One Belt One Road, where’s the power?
– It’s been 10 years since Beijing launched its Belt and Road Initiative, also known as the New Silk Road, a major global infrastructure development project. And today the analysis company Wood Mackenzie takes stock of the situation to understand how Chinese strategy has affected energy growth outside its borders. It turns out that in these ten years the “One Belt One Road” has realized over 300 energy projects abroad, for an estimated investment value of about 200 billion dollars and a total cumulative capacity of 128 GW.

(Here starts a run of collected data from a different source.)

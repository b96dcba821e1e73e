//! Supporting node kinds: literals, variables, collections, calls and
//! statement structure.
use test_case::test_case;
use unparser::{Node, RenderConfig, unparse, unparse_with};

fn render(sexp: &str) -> String {
    let node: Node = sexp.parse().expect("valid s-expression");
    unparse(&node).expect("renders")
}

#[test_case("(int 42)", "42"; "int")]
#[test_case("(int -7)", "-7"; "negative int")]
#[test_case("(float 1.0)", "1.0"; "float keeps fraction")]
#[test_case("(float 2.5e-8)", "2.5e-8"; "float exponent")]
#[test_case(r#"(str "say \"hi\"\n")"#, r#""say \"hi\"\n""#; "str escapes")]
#[test_case(r##"(str "#{x}")"##, r#""\#{x}""#; "str interpolation escaped")]
#[test_case(r#"(str "\u{85}\x7F")"#, r#""\u{85}\x7F""#; "str control characters")]
#[test_case("(sym :name)", ":name"; "sym")]
#[test_case("(sym :valid?)", ":valid?"; "predicate sym")]
#[test_case("(sym :<=>)", ":<=>"; "operator sym")]
#[test_case(r#"(sym :"two words")"#, r#":"two words""#; "quoted sym")]
#[test_case("(nil)", "nil"; "nil")]
#[test_case("(true)", "true"; "true")]
#[test_case("(false)", "false"; "false")]
#[test_case("(self)", "self"; "self")]
fn literals(sexp: &str, expected: &str) {
    assert_eq!(render(sexp), expected);
}

#[test_case("(lvar :a)", "a"; "local")]
#[test_case("(ivar :@a)", "@a"; "instance")]
#[test_case("(gvar :$a)", "$a"; "global")]
#[test_case("(cvar :@@a)", "@@a"; "class")]
#[test_case("(const nil :Foo)", "Foo"; "const")]
#[test_case("(const (cbase) :Foo)", "::Foo"; "top level const")]
#[test_case("(const (const nil :A) :B)", "A::B"; "scoped const")]
#[test_case("(cvasgn :@@count (int 0))", "@@count = 0"; "class assignment")]
fn variables(sexp: &str, expected: &str) {
    assert_eq!(render(sexp), expected);
}

#[test_case("(array)", "[]"; "empty array")]
#[test_case("(array (int 1) (splat (lvar :rest)))", "[1, *rest]"; "array")]
#[test_case("(hash)", "{}"; "empty hash")]
#[test_case(r#"(hash (pair_rocket (str "k") (int 1)) (pair_colon (sym :v) (int 2)))"#, r#"{ "k" => 1, v: 2 }"#; "hash")]
#[test_case(r#"(hash (pair_colon (sym :"odd key") (int 1)))"#, r#"{ "odd key": 1 }"#; "quoted colon key")]
fn collections(sexp: &str, expected: &str) {
    assert_eq!(render(sexp), expected);
}

#[test_case("(send nil :puts)", "puts"; "bare call")]
#[test_case("(send (const nil :Foo) :new (int 1) (splat (lvar :rest)))", "Foo.new(1, *rest)"; "call with receiver")]
#[test_case("(send (lvar :a) :+ (send (lvar :b) :* (int 2)))", "a + (b * 2)"; "binary operands")]
#[test_case("(send (lvar :a) :!)", "!a"; "not")]
#[test_case("(send (lvar :a) :-@)", "-a"; "negate")]
#[test_case("(send (send (lvar :a) :+ (int 1)) :-@)", "-(a + 1)"; "negate binary")]
#[test_case("(send (int 1) :-@)", "-(1)"; "negate literal")]
#[test_case("(send (float 1.5) :+@)", "+(1.5)"; "unary plus literal")]
#[test_case("(send (send (lvar :a) :-@) :** (int 2))", "(-a) ** 2"; "negated base of power")]
#[test_case("(send (int -2) :** (int 2))", "(-2) ** 2"; "negative base of power")]
#[test_case("(send (float -1.5) :** (int 2))", "(-1.5) ** 2"; "negative float base of power")]
#[test_case("(send (int 2) :** (int -2))", "2 ** -2"; "negative exponent")]
#[test_case("(send (int -2) :* (int 2))", "-2 * 2"; "negative operand of product")]
#[test_case("(send (lvar :a) :[] (int 0))", "a[0]"; "index")]
#[test_case("(send (lvar :a) :[]= (int 0) (int 1))", "a[0] = 1"; "index assignment")]
#[test_case(r#"(send (lvar :a) :name= (str "x"))"#, r#"a.name = "x""#; "attribute assignment")]
#[test_case("(send (send (lvar :a) :name= (int 1)) :to_s)", "(a.name = 1).to_s"; "attribute assignment receiver")]
#[test_case("(or (and (lvar :a) (lvar :b)) (lvar :c))", "(a && b) || c"; "connectives")]
#[test_case("(send nil :p (begin (lvar :a) (lvar :b)))", "p((a; b))"; "grouped statements")]
fn calls(sexp: &str, expected: &str) {
    assert_eq!(render(sexp), expected);
}

#[test]
fn statements_one_per_line() {
    insta::assert_snapshot!(
        render("(begin (lvasgn :a (int 1)) (send nil :puts (lvar :a)))"),
        @r"
    a = 1
    puts(a)
    "
    );
}

#[test]
fn begin_block() {
    insta::assert_snapshot!(
        render("(kwbegin (send nil :a) (send nil :b))"),
        @r"
    begin
      a
      b
    end
    "
    );
    assert_eq!(render("(kwbegin)"), "begin\nend");
}

#[test]
fn method_body_statements() {
    insta::assert_snapshot!(
        render("(def :run (args) (begin (send nil :setup) (send nil :work)))"),
        @r"
    def run
      setup
      work
    end
    "
    );
}

#[test]
fn empty_method() {
    assert_eq!(render("(def :noop (args) nil)"), "def noop\nend");
}

#[test]
fn singleton_method_on_expression() {
    insta::assert_snapshot!(
        render("(defs (lvasgn :o (int 1)) :build (args) (int 1))"),
        @r"
    def (o = 1).build
      1
    end
    "
    );
}

#[test]
fn tab_indentation() {
    let node: Node = "(def :f (args) (int 1))".parse().expect("valid s-expression");
    let source = unparse_with(&node, RenderConfig::new().with_tabs()).expect("renders");
    assert_eq!(source, "def f\n\t1\nend");
}

#[test]
fn wide_indentation() {
    let node: Node = "(block (send nil :each) (args (arg :x)) (lvar :x))"
        .parse()
        .expect("valid s-expression");
    let source = unparse_with(&node, RenderConfig::new().with_indent_width(4)).expect("renders");
    assert_eq!(source, "each do |x|\n    x\nend");
}

#[test]
fn sexp_display_reads_back() {
    let text = r#"(def :greet (args (arg :name) (optarg :sep (str "a\tb"))) (send nil :puts (sym :"x y") (float 1.0) nil))"#;
    let node: Node = text.parse().expect("valid s-expression");
    assert_eq!(node.to_string(), text);
    assert_eq!(node.to_string().parse::<Node>(), Ok(node));
}
use super::writer::Writer;

/// Trait for converting leaf values back to text.
///
/// `ToSource` covers the pieces of output that need no tree context:
/// keywords, punctuation, identifiers and quoted literals. Node renderers
/// combine these with their own traversal.
///
/// # Associated Types
///
/// - [`Writer`]: The writer implementation receiving the output
///
/// # Required Methods
///
/// - `write(&self, writer)`: Write this value to the writer
///
/// # Provided Methods
///
/// - `to_source()`: Convenience method for getting a String
///
/// # Blanket Implementations
///
/// - `Option<T>`: Writes nothing for `None`, delegates for `Some`
/// - `&T`: Delegates to referenced value
pub trait ToSource {
    /// The writer type receiving the output.
    type Writer: Writer;

    /// Write this value to the writer.
    fn write(&self, writer: &mut Self::Writer);

    /// Convert to a source string.
    ///
    /// Creates a default writer, writes to it, and returns the result.
    fn to_source(&self) -> String
    where
        Self::Writer: Default,
    {
        let mut writer = Self::Writer::default();
        self.write(&mut writer);
        writer.into_string()
    }
}

impl<T: ToSource> ToSource for Option<T> {
    type Writer = T::Writer;

    fn write(&self, w: &mut Self::Writer) {
        if let Some(v) = self {
            v.write(w);
        }
    }
}

impl<T: ToSource> ToSource for &T {
    type Writer = T::Writer;

    fn write(&self, w: &mut Self::Writer) {
        (*self).write(w);
    }
}
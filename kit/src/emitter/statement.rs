//! Statement sequences: `begin`, `kwbegin` and `ensure`.

use tracing::debug;
use unparser_core::Writer;

use super::{Emitter, RenderContext, Result, Slots};
use crate::ast::{Node, NodeKind};
use crate::token::Token;

/// An implicit statement sequence.
///
/// In statement position the children go one per line. Anywhere else
/// they need grouping, so they are written as `(a; b)`.
pub(super) fn emit_begin(e: &mut Emitter, ctx: &RenderContext<'_>) -> Result {
    let statements = ctx.node().nodes(.., "statements must be nodes")?;
    debug!(statements = statements.len(), body = ctx.is_body(), "begin");
    if ctx.is_body() {
        e.statements(&statements, ctx)
    } else {
        e.parentheses(|e| e.inline_statements(&statements, ctx))
    }
}

/// `begin ... end`.
///
/// Only a lone `rescue` or `ensure` lays itself out against `begin`/`end`.
/// Any other statements are rendered as one implicit sequence, so a
/// `rescue` among them stays a modifier on its own line.
pub(super) fn emit_kwbegin(e: &mut Emitter, ctx: &RenderContext<'_>) -> Result {
    let node = ctx.node();
    let statements = node.nodes(.., "statements must be nodes")?;
    e.out.token(&Token::Begin);
    match statements.as_slice() {
        [] => e.out.newline(),
        [only] if matches!(only.kind(), NodeKind::Rescue | NodeKind::Ensure) => {
            e.visit(only, ctx)?;
        }
        _ => {
            let sequence = Node::new(NodeKind::Begin, node.children().to_vec());
            let frame = ctx.body(&sequence);
            let statements = sequence.nodes(.., "statements must be nodes")?;
            e.indented(|e| e.statements(&statements, &frame))?;
        }
    }
    e.k_end()
}

/// Children: the protected body (or nil) and the ensure body (or nil).
pub(super) fn emit_ensure(e: &mut Emitter, ctx: &RenderContext<'_>) -> Result {
    let node = ctx.node();
    match node.slot(0)? {
        Some(body) if body.kind() == NodeKind::Rescue => e.visit(body, ctx)?,
        Some(body) => e.visit_indented(body, ctx)?,
        None => e.out.newline(),
    }
    e.out.token(&Token::Ensure);
    e.emit_body(node.slot(1)?, ctx)
}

It wasn’t always a downhill road. Indeed, 20% of planned energy projects have never seen the light of day because of a series of problems that have led to their cancellation or shelving. The data reported in the new report “Belt & Road at 10: powering on through growing pains”, show how most of the works (68 percent) completed are renewable plants or low carbon systems (a minimum percentage is linked to nuclear). By contrast, however, the highest share of installed capacity (57 percent) belongs to traditional fossil fuels: coal, gas and oil.
In this complex the countries of Asia are the main destination of the energy projects of the New Silk Road, representing 75 percent of the total capacity. In particular, Pakistan, Vietnam and Indonesia are the three main energy markets of the Belt and Road Initiative (BIS) out of a total of 72 countries involved.
Belt and Road Initiative, will increase the weight of fv and wind
Explains Alex Whitworth, vice president and head of research on energy and renewable energy for Asia Pacific at Wood Mackenzie “Despite progress, Chinese companies have faced significant challenges, particularly in developing markets. Of the 481 BIS projects monitored by Wood Mackenzie, 72 were cancelled or suspended after the launch“. The most affected initiatives? The ones in Asia and Africa.
“The most common factors that led to the failure […] were changes in policies and costs. Chinese companies faced greater risks when developing greenfield projects, with a 27% write-off or provisioning rate, compared to a 9% failure rate for EPC turnkey projects (engineering, procurement and construction) pure,” Whitworth added. However, future prospects remain stable. Analysts estimate annual growth of about 13 GW for Chinese projects abroad and a large upside potential for wind and solar. Asia and Africa will remain the first two markets, welcoming 93% of future works.